Consider a thought experiment. If you could choose an ideal belief system for the next generation of intelligent beings — a set of beliefs that enables them to thrive and do good — what would it be?
One way to answer this question is to emphasize beliefs that would help them obtain basic information about the world. These might include a focus on evidence, logic, and chains of cause and effect. Inquiry would be valued, and ignorance or uncertainty avoided.
But this isn’t the only way to answer the question. Another way is to emphasize beliefs to enable people to be good: helpful friends, reliable partners, and benevolent members of society. In this case, beliefs might relate to promoting moral behavior and supporting loved ones. Signaling respect and loyalty would be valued.
DIFFERENT MODES FOR DIFFERENT MOMENTS
While these belief systems emphasize different values, and may at times conflict, in practice people use both at different times. The same person may adopt one set of criteria when thinking about what causes the ebb and flow of tides, and another when considering what happens to family members after they die.

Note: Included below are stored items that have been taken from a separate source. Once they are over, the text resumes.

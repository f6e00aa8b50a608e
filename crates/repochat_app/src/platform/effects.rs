use std::sync::mpsc;
use std::thread;

use repochat_core::{Effect, Msg, Project};
use repochat_engine::{BackendSettings, EngineError, EngineEvent, EngineHandle};
use repochat_logging::{repochat_info, repochat_warn};

use super::commands::Input;

pub struct EffectRunner {
    engine: EngineHandle,
}

impl EffectRunner {
    pub fn new(
        settings: BackendSettings,
        input_tx: mpsc::Sender<Input>,
    ) -> Result<Self, EngineError> {
        let (event_tx, event_rx) = mpsc::channel();
        let engine = EngineHandle::new(settings, event_tx)?;
        spawn_event_loop(event_rx, input_tx);
        Ok(Self { engine })
    }

    pub fn run(&self, effects: Vec<Effect>) {
        for effect in effects {
            match effect {
                Effect::FetchProjects => self.engine.fetch_projects(),
                Effect::OpenProgressStream {
                    subscription,
                    source_url,
                } => {
                    repochat_info!(
                        "OpenProgressStream subscription={} url={}",
                        subscription,
                        source_url
                    );
                    self.engine.open_stream(subscription, source_url);
                }
                Effect::CloseProgressStream { subscription } => {
                    self.engine.close_stream(subscription);
                }
                Effect::SendChat {
                    session,
                    project,
                    query,
                } => {
                    repochat_info!(
                        "SendChat session={} project={} query_len={}",
                        session,
                        project,
                        query.len()
                    );
                    self.engine.send_chat(session, project, query);
                }
            }
        }
    }
}

/// Forwards engine events to the client loop one by one, preserving order.
fn spawn_event_loop(event_rx: mpsc::Receiver<EngineEvent>, input_tx: mpsc::Sender<Input>) {
    thread::spawn(move || {
        while let Ok(event) = event_rx.recv() {
            if input_tx.send(Input::Msg(map_event(event))).is_err() {
                break;
            }
        }
    });
}

fn map_event(event: EngineEvent) -> Msg {
    match event {
        EngineEvent::ProjectsFetched(result) => Msg::ProjectsLoaded(
            result
                .map(|entries| {
                    entries
                        .into_iter()
                        .map(|entry| Project::new(entry.name))
                        .collect()
                })
                .map_err(|err| format!("Failed to fetch projects ({err})")),
        ),
        EngineEvent::ChatAnswered { session, result } => Msg::ChatResolved {
            session,
            result: result
                .map(|reply| {
                    if let Some(error) = reply.error.as_deref() {
                        repochat_warn!("Chat backend reported an error: {}", error);
                    }
                    reply.response
                })
                .map_err(|err| err.to_string()),
        },
        EngineEvent::StreamFrame { subscription, raw } => Msg::StreamFrame { subscription, raw },
        EngineEvent::StreamFailed {
            subscription,
            error,
        } => Msg::StreamFailed {
            subscription,
            reason: error.to_string(),
        },
        EngineEvent::StreamEnded { subscription } => Msg::StreamEnded { subscription },
    }
}
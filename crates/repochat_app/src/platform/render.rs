use repochat_core::{AppViewModel, ChatView, JobState, Sender};

const PROGRESS_BAR_WIDTH: usize = 20;
const TRANSCRIPT_TAIL: usize = 6;

pub fn render(view: &AppViewModel) -> String {
    let mut lines = Vec::new();
    render_ingestion(view, &mut lines);
    render_directory(view, &mut lines);
    for chat in &view.chats {
        render_chat(chat, &mut lines);
    }
    lines.join("\n")
}

fn render_ingestion(view: &AppViewModel, lines: &mut Vec<String>) {
    let ingestion = &view.ingestion;
    let job = &ingestion.job;
    if job.state != JobState::Idle {
        lines.push(format!("Ingestion [{}] {}", state_label(job.state), job.source_url));
        lines.push(format!("  {} {}", progress_bar(job.progress), job.status));
        if let Some(detail) = &job.detail {
            lines.push(format!("  detail: {detail}"));
        }
    }
    if let Some(feedback) = &ingestion.feedback {
        lines.push(format!("  {feedback}"));
    }
}

fn render_directory(view: &AppViewModel, lines: &mut Vec<String>) {
    let directory = &view.directory;
    lines.push("Project Overview".to_string());
    if directory.loading {
        lines.push("  Loading projects...".to_string());
    }
    if let Some(error) = &directory.error {
        lines.push(format!("  ! {error}"));
    }
    if directory.projects.is_empty() && !directory.loading {
        lines.push("  (no projects)".to_string());
    }
    for project in &directory.projects {
        lines.push(format!("  - {}", project.name));
    }
}

fn render_chat(chat: &ChatView, lines: &mut Vec<String>) {
    let suffix = if chat.pending { " (waiting for answer...)" } else { "" };
    lines.push(format!("Chat: {}{}", chat.project, suffix));
    let skip = chat.transcript.len().saturating_sub(TRANSCRIPT_TAIL);
    for message in chat.transcript.iter().skip(skip) {
        let who = match message.sender {
            Sender::User => "you",
            Sender::Bot => "bot",
        };
        lines.push(format!("  {who}> {}", message.text));
    }
    if let Some(notice) = &chat.notice {
        lines.push(format!("  {notice}"));
    }
}

fn state_label(state: JobState) -> &'static str {
    match state {
        JobState::Idle => "Idle",
        JobState::Connecting => "Connecting",
        JobState::Running => "Running",
        JobState::Succeeded => "Succeeded",
        JobState::Failed => "Failed",
    }
}

fn progress_bar(progress: u8) -> String {
    let progress = usize::from(progress.min(100));
    let filled = progress * PROGRESS_BAR_WIDTH / 100;
    format!(
        "[{}{}] {:>3}%",
        "#".repeat(filled),
        "-".repeat(PROGRESS_BAR_WIDTH - filled),
        progress
    )
}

Questions like this one are explored by the fascinating research of Dr. Tania Lombrozo, a professor in psychology at Princeton University. As project leader of a $549,000 grant from the John Templeton Foundation, she is investigating the differences in people’s attitudes to wanting or needing an explanation to religious and scientific questions.
She joined us in a recent Speaker Series presentation, where she shares some of her team’s findings from experiments in scientific and religious cognition. She argues that these different ways of thinking allow us to adapt to different needs. “Having different kinds of cognitive capacities that are tailored to different goals,” she says, “is going to allow us to be more flexible thinkers and believers able to navigate a broader range of human concerns.”
Still Curious?
Explore more of the great minds from across the sciences and humanities in our other Speakers Series conversations.
- Watch Ford Foundation president Darren Walker on why hope is the oxygen of democracy.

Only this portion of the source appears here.